To help pay for the package’s estimated $3.8 trillion cost, the bill accelerates the rollback of Biden-era clean energy tax credits, shifting incentives back toward fossil fuels.
Medicaid and Food Aid Cuts with New Work Requirements
- Medicaid: Introduces “community engagement” mandates (80 hours/month of work, education, or service) for able-bodied adults without dependents, starting in late 2026. Eligibility must now be verified twice yearly. The Congressional Budget Office estimates this would cut health coverage for 8.6 million Americans.
- SNAP (Food Stamps): Cuts $267 billion over 10 years. States would begin covering 5% of benefit costs and 75% of administrative costs. Work requirements are expanded:
- Applies up to age 64 (up from 54).
- Only parents with children under age 7 are exempt (previously under 18).
Trump’s ‘Trump Accounts’ for Babies
Originally branded as “MAGA accounts,” the bill creates federally funded Trump Accounts for babies born between January 1, 2024, and December 31, 2028. Each child receives $1,000 at birth. Families can contribute up to $5,000 annually. Funds become partially accessible at age 18 and fully at age 30 for education, housing, or other uses.

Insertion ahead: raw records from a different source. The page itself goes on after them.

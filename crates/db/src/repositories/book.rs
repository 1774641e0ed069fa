//! Book repository: listing, detail and staff edits.

use std::collections::HashMap;

use rust_decimal::Decimal;
use sea_orm::{
    ActiveModelTrait, ColumnTrait, Condition, ConnectionTrait, DatabaseConnection, DbErr,
    EntityTrait, Order, PaginatorTrait, QueryFilter, QueryOrder, QuerySelect, Select, Set, SqlErr,
    TransactionTrait,
    sea_query::{Expr, Func},
};
use uuid::Uuid;

use libris_core::catalog::{BookInput, BookSort};
use libris_core::dashboard::BookCard;
use libris_shared::types::{AuthorId, BookId, CategoryId, PageRequest, PageResponse};

use crate::entities::{
    authors, books, borrow_records, categories, sea_orm_active_enums::BorrowStatus,
};

use super::catalog::CatalogRepoError;
use super::review::rating_averages;

const HAS_NO_REVIEWS: &str =
    "(SELECT COUNT(*) FROM reviews WHERE reviews.book_id = books.id) = 0";
const AVERAGE_RATING: &str =
    "(SELECT AVG(reviews.rating * 1.0) FROM reviews WHERE reviews.book_id = books.id)";

/// Filters for the book listing.
#[derive(Debug, Clone, Default)]
pub struct BookQuery {
    /// Case-insensitive match on title or author name.
    pub q: Option<String>,
    /// Only books in this category.
    pub category: Option<CategoryId>,
    /// Sort order.
    pub sort: BookSort,
}

/// A book with its author, category and rating.
#[derive(Debug, Clone)]
pub struct BookDetail {
    /// Book row.
    pub book: books::Model,
    /// Author, if set.
    pub author: Option<authors::Model>,
    /// Category, if set.
    pub category: Option<categories::Model>,
    /// Mean rating at 2 dp, `None` when unreviewed.
    pub average_rating: Option<Decimal>,
}

impl BookDetail {
    /// At least one copy on the shelf.
    #[must_use]
    pub const fn is_available(&self) -> bool {
        self.book.available_copies > 0
    }
}

fn sorted(query: Select<books::Entity>, sort: BookSort) -> Select<books::Entity> {
    match sort {
        BookSort::Newest => query
            .order_by_desc(books::Column::CreatedAt)
            .order_by_desc(books::Column::Id),
        BookSort::Oldest => query
            .order_by_asc(books::Column::CreatedAt)
            .order_by_asc(books::Column::Id),
        BookSort::Rating => query
            .order_by(Expr::cust(HAS_NO_REVIEWS), Order::Asc)
            .order_by(Expr::cust(AVERAGE_RATING), Order::Desc)
            .order_by_desc(books::Column::CreatedAt)
            .order_by_desc(books::Column::Id),
    }
}

/// Builds listing cards, keeping the order of `models`.
pub(crate) async fn cards<C: ConnectionTrait>(
    db: &C,
    models: Vec<books::Model>,
) -> Result<Vec<BookCard>, DbErr> {
    if models.is_empty() {
        return Ok(Vec::new());
    }
    let ids: Vec<Uuid> = models.iter().map(|b| b.id).collect();
    let author_ids: Vec<Uuid> = models.iter().filter_map(|b| b.author_id).collect();
    let category_ids: Vec<Uuid> = models.iter().filter_map(|b| b.category_id).collect();

    let author_names: HashMap<Uuid, String> = if author_ids.is_empty() {
        HashMap::new()
    } else {
        authors::Entity::find()
            .filter(authors::Column::Id.is_in(author_ids))
            .select_only()
            .column(authors::Column::Id)
            .column(authors::Column::Name)
            .into_tuple::<(Uuid, String)>()
            .all(db)
            .await?
            .into_iter()
            .collect()
    };
    let category_names: HashMap<Uuid, String> = if category_ids.is_empty() {
        HashMap::new()
    } else {
        categories::Entity::find()
            .filter(categories::Column::Id.is_in(category_ids))
            .select_only()
            .column(categories::Column::Id)
            .column(categories::Column::Name)
            .into_tuple::<(Uuid, String)>()
            .all(db)
            .await?
            .into_iter()
            .collect()
    };
    let averages = rating_averages(db, &ids).await?;

    Ok(models
        .into_iter()
        .map(|book| BookCard {
            id: BookId::from_uuid(book.id),
            author_name: book.author_id.and_then(|id| author_names.get(&id).cloned()),
            category_name: book.category_id.and_then(|id| category_names.get(&id).cloned()),
            average_rating: averages.get(&book.id).copied(),
            is_available: book.available_copies > 0,
            title: book.title,
        })
        .collect())
}

/// Book repository.
#[derive(Debug, Clone)]
pub struct BookRepository {
    db: DatabaseConnection,
}

impl BookRepository {
    /// Creates a new book repository.
    #[must_use]
    pub const fn new(db: DatabaseConnection) -> Self {
        Self { db }
    }

    /// Lists books matching `query`.
    ///
    /// # Errors
    ///
    /// Returns an error if the database query fails.
    pub async fn list(
        &self,
        query: &BookQuery,
        page: PageRequest,
    ) -> Result<PageResponse<BookCard>, DbErr> {
        let mut select = books::Entity::find().left_join(authors::Entity);

        if let Some(q) = query.q.as_deref().map(str::trim).filter(|q| !q.is_empty()) {
            let pattern = format!("%{}%", q.to_lowercase());
            select = select.filter(
                Condition::any()
                    .add(
                        Expr::expr(Func::lower(Expr::col((books::Entity, books::Column::Title))))
                            .like(pattern.as_str()),
                    )
                    .add(
                        Expr::expr(Func::lower(Expr::col((
                            authors::Entity,
                            authors::Column::Name,
                        ))))
                        .like(pattern.as_str()),
                    ),
            );
        }
        if let Some(category) = query.category {
            select = select.filter(books::Column::CategoryId.eq(category.into_inner()));
        }

        let total = select.clone().count(&self.db).await?;
        let models = sorted(select, query.sort)
            .offset(page.offset())
            .limit(page.limit())
            .all(&self.db)
            .await?;

        Ok(PageResponse::new(cards(&self.db, models).await?, page, total))
    }

    /// The most recently added books.
    ///
    /// # Errors
    ///
    /// Returns an error if the database query fails.
    pub async fn newest(&self, limit: u64) -> Result<Vec<BookCard>, DbErr> {
        let models = sorted(books::Entity::find(), BookSort::Newest)
            .limit(limit)
            .all(&self.db)
            .await?;
        cards(&self.db, models).await
    }

    /// The best rated books; only reviewed books qualify.
    ///
    /// # Errors
    ///
    /// Returns an error if the database query fails.
    pub async fn top_rated(&self, limit: u64) -> Result<Vec<BookCard>, DbErr> {
        let models = sorted(
            books::Entity::find().filter(Expr::cust(HAS_NO_REVIEWS).not()),
            BookSort::Rating,
        )
        .limit(limit)
        .all(&self.db)
        .await?;
        cards(&self.db, models).await
    }

    /// Finds a book by ID.
    ///
    /// # Errors
    ///
    /// Returns an error if the database query fails.
    pub async fn find_by_id(&self, id: BookId) -> Result<Option<books::Model>, DbErr> {
        books::Entity::find_by_id(id.into_inner()).one(&self.db).await
    }

    /// Loads a book with its author, category and average rating.
    ///
    /// # Errors
    ///
    /// Returns an error if the database query fails.
    pub async fn find_detail(&self, id: BookId) -> Result<Option<BookDetail>, DbErr> {
        let Some((book, author)) = books::Entity::find_by_id(id.into_inner())
            .find_also_related(authors::Entity)
            .one(&self.db)
            .await?
        else {
            return Ok(None);
        };
        let category = match book.category_id {
            Some(category_id) => categories::Entity::find_by_id(category_id).one(&self.db).await?,
            None => None,
        };
        let average_rating = rating_averages(&self.db, &[book.id])
            .await?
            .get(&book.id)
            .copied();
        Ok(Some(BookDetail {
            book,
            author,
            category,
            average_rating,
        }))
    }

    /// Creates a book.
    ///
    /// # Errors
    ///
    /// Returns `AuthorNotFound`, `CategoryNotFound`, `DuplicateIsbn`, or a
    /// database error.
    pub async fn create(&self, input: BookInput) -> Result<books::Model, CatalogRepoError> {
        self.check_references(&input, None).await?;
        let isbn = input.isbn.clone();

        let book = books::ActiveModel {
            id: Set(BookId::new().into_inner()),
            title: Set(input.title),
            author_id: Set(input.author_id.map(AuthorId::into_inner)),
            category_id: Set(input.category_id.map(CategoryId::into_inner)),
            description: Set(input.description),
            isbn: Set(input.isbn),
            pages: Set(input.pages),
            language: Set(input.language),
            total_copies: Set(input.total_copies),
            available_copies: Set(input.available_copies),
            published_date: Set(input.published_date),
            created_at: Set(chrono::Utc::now().into()),
        }
        .insert(&self.db)
        .await
        .map_err(|e| map_isbn_violation(e, isbn))?;

        tracing::info!(book_id = %book.id, title = %book.title, "Book created");
        Ok(book)
    }

    /// Replaces a book's fields.
    ///
    /// The copy counts must leave room for every copy currently on loan:
    /// `available + on_loan <= total`.
    ///
    /// # Errors
    ///
    /// Returns `BookNotFound`, `CopiesOnLoan`, a reference error, or a
    /// database error.
    pub async fn update(
        &self,
        id: BookId,
        input: BookInput,
    ) -> Result<books::Model, CatalogRepoError> {
        self.check_references(&input, Some(id)).await?;
        let isbn = input.isbn.clone();

        let txn = self.db.begin().await?;

        let book = books::Entity::find_by_id(id.into_inner())
            .lock_exclusive()
            .one(&txn)
            .await?
            .ok_or(CatalogRepoError::BookNotFound(id))?;

        let on_loan = borrow_records::Entity::find()
            .filter(borrow_records::Column::BookId.eq(book.id))
            .filter(borrow_records::Column::Status.eq(BorrowStatus::Borrowed))
            .count(&txn)
            .await?;
        let available = u64::try_from(input.available_copies).unwrap_or_default();
        let total = u64::try_from(input.total_copies).unwrap_or_default();
        if available + on_loan > total {
            return Err(CatalogRepoError::CopiesOnLoan {
                on_loan,
                total: input.total_copies,
                available: input.available_copies,
            });
        }

        let mut active: books::ActiveModel = book.into();
        active.title = Set(input.title);
        active.author_id = Set(input.author_id.map(AuthorId::into_inner));
        active.category_id = Set(input.category_id.map(CategoryId::into_inner));
        active.description = Set(input.description);
        active.isbn = Set(input.isbn);
        active.pages = Set(input.pages);
        active.language = Set(input.language);
        active.total_copies = Set(input.total_copies);
        active.available_copies = Set(input.available_copies);
        active.published_date = Set(input.published_date);
        let book = active
            .update(&txn)
            .await
            .map_err(|e| map_isbn_violation(e, isbn))?;

        txn.commit().await?;

        tracing::info!(book_id = %id, "Book updated");
        Ok(book)
    }

    /// Deletes a book with its borrow history and reviews.
    ///
    /// # Errors
    ///
    /// Returns `BookNotFound` or a database error.
    pub async fn delete(&self, id: BookId) -> Result<(), CatalogRepoError> {
        let result = books::Entity::delete_by_id(id.into_inner())
            .exec(&self.db)
            .await?;
        if result.rows_affected == 0 {
            return Err(CatalogRepoError::BookNotFound(id));
        }
        tracing::info!(book_id = %id, "Book deleted");
        Ok(())
    }

    /// Number of books.
    ///
    /// # Errors
    ///
    /// Returns an error if the database query fails.
    pub async fn count(&self) -> Result<u64, DbErr> {
        books::Entity::find().count(&self.db).await
    }

    async fn check_references(
        &self,
        input: &BookInput,
        current: Option<BookId>,
    ) -> Result<(), CatalogRepoError> {
        if let Some(author_id) = input.author_id {
            authors::Entity::find_by_id(author_id.into_inner())
                .one(&self.db)
                .await?
                .ok_or(CatalogRepoError::AuthorNotFound(author_id))?;
        }
        if let Some(category_id) = input.category_id {
            categories::Entity::find_by_id(category_id.into_inner())
                .one(&self.db)
                .await?
                .ok_or(CatalogRepoError::CategoryNotFound(category_id))?;
        }
        if let Some(isbn) = &input.isbn {
            let mut query = books::Entity::find().filter(books::Column::Isbn.eq(isbn.as_str()));
            if let Some(current) = current {
                query = query.filter(books::Column::Id.ne(current.into_inner()));
            }
            if query.count(&self.db).await? > 0 {
                return Err(CatalogRepoError::DuplicateIsbn(isbn.clone()));
            }
        }
        Ok(())
    }
}

fn map_isbn_violation(err: DbErr, isbn: Option<String>) -> CatalogRepoError {
    match (err.sql_err(), isbn) {
        (Some(SqlErr::UniqueConstraintViolation(_)), Some(isbn)) => {
            CatalogRepoError::DuplicateIsbn(isbn)
        }
        _ => CatalogRepoError::Database(err),
    }
}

Immigration Crackdown and Border Spending
The bill authorizes:
- $46.5 billion to restart border wall construction.
- $4 billion to hire 8,000 new border and customs agents.
- $2.1 billion in bonuses for retention and recruitment.
- $1,000 asylum application fee for migrants — a first in U.S. history.
- A plan to deport 1 million immigrants per year and detain up to 100,000 individuals.
Defense Expansion and Missile Shield Initiative
- Nearly $150 billion in new defense and national security funding.
- $25 billion for Trump’s long-touted “Golden Dome for America” — a missile defense shield.
- $21 billion to replenish munitions stockpiles.
- $34 billion for naval fleet expansion and shipbuilding.
- $9 billion to improve military housing, healthcare, and pay.
Student Loans Overhaul and University Tax Hikes
- Student Loan Reform: Replaces current repayment plans with just two — a standard 10–25 year option and a less generous income-based assistance plan.
- Repeals regulations that allow loan forgiveness for students defrauded by schools or whose colleges close.
- University Endowments: Imposes up to a 21% tax on large endowments, targeting elite institutions.
Guns, Planned Parenthood, and Cultural Flashpoints
- Gun Silencers: Repeals the $200 federal tax on silencers imposed in 1934. The NRA supports the change; gun safety groups warn it hampers police response to mass shootings.
- Planned Parenthood: Bars Medicaid funding for the organization, limiting access to reproductive and preventive health care for millions.
Drilling, Mining, and Deregulation on Public Lands
- Expands drilling, logging, and mining leases on federal lands.
- Cuts royalty rates paid by fossil fuel companies.
- Streamlines environmental permitting to speed up development — reversing Biden-era climate policies.
What’s Next
Though passed in the House, the bill faces an uncertain path in the Senate, where Republicans are pushing for deeper cuts and tweaks to temporary provisions. Major revisions are expected before a potential August vote.